▸ **What needs to be done**: When you find the word "Span" in a line of the entries, please copy the whole line.

[Opening Task inputs section]

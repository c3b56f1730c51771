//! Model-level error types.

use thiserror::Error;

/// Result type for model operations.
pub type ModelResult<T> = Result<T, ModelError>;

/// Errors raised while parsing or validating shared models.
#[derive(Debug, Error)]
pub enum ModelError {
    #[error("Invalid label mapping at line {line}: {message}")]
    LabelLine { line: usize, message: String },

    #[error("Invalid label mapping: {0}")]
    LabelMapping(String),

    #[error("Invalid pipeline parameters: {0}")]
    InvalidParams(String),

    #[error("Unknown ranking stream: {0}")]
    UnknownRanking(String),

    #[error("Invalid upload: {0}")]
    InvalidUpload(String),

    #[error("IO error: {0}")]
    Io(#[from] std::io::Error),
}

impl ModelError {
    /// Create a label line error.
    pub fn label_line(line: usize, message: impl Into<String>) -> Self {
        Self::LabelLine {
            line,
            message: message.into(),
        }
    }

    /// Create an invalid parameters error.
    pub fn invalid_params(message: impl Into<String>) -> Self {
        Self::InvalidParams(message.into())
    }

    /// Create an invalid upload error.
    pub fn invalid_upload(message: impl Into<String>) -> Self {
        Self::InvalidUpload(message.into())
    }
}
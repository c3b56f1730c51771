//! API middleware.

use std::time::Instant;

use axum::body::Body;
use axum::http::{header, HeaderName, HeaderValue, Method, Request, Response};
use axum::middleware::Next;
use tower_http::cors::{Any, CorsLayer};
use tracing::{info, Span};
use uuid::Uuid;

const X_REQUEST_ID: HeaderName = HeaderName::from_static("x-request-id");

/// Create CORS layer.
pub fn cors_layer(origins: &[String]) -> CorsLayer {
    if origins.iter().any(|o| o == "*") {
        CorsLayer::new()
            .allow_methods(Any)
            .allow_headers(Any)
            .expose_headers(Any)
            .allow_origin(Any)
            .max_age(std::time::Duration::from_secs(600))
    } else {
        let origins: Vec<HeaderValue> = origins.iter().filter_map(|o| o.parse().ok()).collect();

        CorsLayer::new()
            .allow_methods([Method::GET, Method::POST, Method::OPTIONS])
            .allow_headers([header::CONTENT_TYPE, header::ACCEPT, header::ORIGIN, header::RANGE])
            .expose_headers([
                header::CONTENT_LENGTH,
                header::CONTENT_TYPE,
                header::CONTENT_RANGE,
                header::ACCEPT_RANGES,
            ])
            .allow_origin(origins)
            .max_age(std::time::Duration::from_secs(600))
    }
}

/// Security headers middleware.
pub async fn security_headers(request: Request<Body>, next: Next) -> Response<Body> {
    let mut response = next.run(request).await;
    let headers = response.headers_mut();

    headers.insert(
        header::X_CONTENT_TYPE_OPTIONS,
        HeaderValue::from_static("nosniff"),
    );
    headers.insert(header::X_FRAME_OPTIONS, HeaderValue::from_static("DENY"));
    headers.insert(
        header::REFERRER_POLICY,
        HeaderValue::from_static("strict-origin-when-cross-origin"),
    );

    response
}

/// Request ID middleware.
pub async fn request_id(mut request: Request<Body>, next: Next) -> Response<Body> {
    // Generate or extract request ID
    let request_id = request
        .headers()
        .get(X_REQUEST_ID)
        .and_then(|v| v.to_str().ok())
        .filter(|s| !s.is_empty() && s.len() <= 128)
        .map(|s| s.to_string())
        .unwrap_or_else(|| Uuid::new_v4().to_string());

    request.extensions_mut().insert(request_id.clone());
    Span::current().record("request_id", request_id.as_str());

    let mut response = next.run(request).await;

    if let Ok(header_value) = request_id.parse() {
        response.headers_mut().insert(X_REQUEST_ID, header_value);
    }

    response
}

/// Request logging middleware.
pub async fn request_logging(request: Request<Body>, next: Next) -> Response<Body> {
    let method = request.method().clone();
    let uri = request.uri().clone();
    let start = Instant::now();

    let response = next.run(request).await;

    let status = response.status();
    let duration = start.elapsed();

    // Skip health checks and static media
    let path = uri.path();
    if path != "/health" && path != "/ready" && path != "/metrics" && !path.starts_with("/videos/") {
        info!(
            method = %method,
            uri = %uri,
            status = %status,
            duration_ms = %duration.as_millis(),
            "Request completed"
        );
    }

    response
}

[Closing Task inputs section]
[Opening Task inputs section]

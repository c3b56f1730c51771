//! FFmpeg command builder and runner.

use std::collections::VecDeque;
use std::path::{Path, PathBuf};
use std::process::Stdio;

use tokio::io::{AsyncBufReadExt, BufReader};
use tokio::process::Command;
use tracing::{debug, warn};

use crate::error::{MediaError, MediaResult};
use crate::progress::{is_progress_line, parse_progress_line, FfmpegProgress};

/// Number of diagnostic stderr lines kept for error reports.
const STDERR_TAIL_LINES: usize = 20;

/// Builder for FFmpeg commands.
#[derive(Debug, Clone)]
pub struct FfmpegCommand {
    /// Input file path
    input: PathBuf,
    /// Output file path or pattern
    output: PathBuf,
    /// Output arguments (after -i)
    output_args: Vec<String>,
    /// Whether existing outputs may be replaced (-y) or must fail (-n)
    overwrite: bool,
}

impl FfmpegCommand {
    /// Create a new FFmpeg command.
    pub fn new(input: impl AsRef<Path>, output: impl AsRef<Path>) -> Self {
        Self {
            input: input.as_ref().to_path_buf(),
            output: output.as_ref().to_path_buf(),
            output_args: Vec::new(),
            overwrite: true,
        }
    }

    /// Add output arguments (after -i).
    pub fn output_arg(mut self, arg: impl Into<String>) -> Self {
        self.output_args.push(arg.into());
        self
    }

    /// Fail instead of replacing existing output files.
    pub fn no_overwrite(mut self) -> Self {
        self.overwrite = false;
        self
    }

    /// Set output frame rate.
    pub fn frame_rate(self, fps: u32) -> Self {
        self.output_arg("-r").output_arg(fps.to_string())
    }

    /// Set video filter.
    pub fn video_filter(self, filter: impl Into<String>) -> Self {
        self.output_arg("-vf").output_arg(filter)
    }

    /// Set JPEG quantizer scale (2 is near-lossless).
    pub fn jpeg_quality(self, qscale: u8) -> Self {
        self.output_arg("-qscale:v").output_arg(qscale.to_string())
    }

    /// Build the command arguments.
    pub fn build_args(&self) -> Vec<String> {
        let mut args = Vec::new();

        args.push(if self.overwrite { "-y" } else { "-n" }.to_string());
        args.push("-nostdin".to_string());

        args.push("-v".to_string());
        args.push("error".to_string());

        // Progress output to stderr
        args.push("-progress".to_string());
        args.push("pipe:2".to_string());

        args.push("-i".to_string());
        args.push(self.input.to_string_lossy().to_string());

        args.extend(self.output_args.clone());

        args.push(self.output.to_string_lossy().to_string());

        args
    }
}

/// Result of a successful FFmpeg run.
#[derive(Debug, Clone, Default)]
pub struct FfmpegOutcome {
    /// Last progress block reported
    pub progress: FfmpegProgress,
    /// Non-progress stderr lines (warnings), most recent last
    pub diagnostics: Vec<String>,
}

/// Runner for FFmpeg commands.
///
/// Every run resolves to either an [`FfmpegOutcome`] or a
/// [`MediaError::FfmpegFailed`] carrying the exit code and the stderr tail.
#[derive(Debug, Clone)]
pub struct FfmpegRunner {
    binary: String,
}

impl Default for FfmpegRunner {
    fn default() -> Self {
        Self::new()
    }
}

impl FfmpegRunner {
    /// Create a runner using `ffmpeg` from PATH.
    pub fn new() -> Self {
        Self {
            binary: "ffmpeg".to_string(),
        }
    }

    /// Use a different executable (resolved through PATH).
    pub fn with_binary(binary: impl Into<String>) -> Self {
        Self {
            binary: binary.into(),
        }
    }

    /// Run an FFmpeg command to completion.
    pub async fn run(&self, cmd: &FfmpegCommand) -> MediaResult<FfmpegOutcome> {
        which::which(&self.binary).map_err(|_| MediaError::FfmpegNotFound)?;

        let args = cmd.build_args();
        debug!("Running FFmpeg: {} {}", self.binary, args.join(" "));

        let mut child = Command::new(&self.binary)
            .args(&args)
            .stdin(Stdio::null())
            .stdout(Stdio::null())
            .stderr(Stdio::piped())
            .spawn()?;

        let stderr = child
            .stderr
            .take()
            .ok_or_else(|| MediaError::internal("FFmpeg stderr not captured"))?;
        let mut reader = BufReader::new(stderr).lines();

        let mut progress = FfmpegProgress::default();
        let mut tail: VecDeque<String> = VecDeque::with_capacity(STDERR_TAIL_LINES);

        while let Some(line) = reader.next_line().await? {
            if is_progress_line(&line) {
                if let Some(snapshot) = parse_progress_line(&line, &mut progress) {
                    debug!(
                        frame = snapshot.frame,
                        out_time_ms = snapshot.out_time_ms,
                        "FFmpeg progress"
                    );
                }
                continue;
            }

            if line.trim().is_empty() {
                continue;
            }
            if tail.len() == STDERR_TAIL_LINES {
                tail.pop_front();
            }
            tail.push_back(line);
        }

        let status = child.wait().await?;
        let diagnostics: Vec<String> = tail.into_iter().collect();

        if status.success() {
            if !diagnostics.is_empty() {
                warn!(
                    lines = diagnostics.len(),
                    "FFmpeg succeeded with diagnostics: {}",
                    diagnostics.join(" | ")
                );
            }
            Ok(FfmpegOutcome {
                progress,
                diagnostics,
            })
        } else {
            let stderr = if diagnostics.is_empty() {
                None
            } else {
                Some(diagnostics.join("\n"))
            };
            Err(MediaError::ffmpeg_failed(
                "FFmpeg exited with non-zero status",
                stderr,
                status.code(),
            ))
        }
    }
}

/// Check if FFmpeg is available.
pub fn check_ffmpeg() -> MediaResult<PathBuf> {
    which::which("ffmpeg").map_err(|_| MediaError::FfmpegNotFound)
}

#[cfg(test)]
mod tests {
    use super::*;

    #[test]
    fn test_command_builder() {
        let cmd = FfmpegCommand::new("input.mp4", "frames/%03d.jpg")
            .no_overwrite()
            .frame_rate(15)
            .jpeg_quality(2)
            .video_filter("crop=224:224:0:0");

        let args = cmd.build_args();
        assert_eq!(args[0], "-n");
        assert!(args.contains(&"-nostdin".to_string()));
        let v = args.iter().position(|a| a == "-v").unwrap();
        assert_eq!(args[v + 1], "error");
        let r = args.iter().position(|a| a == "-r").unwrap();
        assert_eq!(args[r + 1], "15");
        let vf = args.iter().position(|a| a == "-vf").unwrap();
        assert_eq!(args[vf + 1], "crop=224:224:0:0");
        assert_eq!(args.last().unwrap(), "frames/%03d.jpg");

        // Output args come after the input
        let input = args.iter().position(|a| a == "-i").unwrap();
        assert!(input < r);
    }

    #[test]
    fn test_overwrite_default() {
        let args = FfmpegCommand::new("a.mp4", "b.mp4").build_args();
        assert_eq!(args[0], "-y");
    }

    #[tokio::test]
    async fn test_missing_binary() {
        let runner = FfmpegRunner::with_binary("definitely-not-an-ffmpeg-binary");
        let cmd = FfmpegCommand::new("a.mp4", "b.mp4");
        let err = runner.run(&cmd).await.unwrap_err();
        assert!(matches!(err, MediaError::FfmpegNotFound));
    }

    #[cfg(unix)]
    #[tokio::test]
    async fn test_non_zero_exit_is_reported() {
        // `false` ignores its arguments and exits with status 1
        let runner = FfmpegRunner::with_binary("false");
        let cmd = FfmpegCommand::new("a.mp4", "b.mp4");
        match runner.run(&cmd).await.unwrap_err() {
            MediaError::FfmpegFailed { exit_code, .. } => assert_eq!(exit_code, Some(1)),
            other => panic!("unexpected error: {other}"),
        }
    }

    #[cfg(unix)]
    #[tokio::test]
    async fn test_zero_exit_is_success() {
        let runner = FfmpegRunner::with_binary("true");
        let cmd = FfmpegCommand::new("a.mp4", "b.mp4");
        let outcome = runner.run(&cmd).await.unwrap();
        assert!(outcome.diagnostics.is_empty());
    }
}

[Closing Task inputs section]

▸ **The completed task**:
use tracing::{info, Span};
    Span::current().record("request_id", request_id.as_str());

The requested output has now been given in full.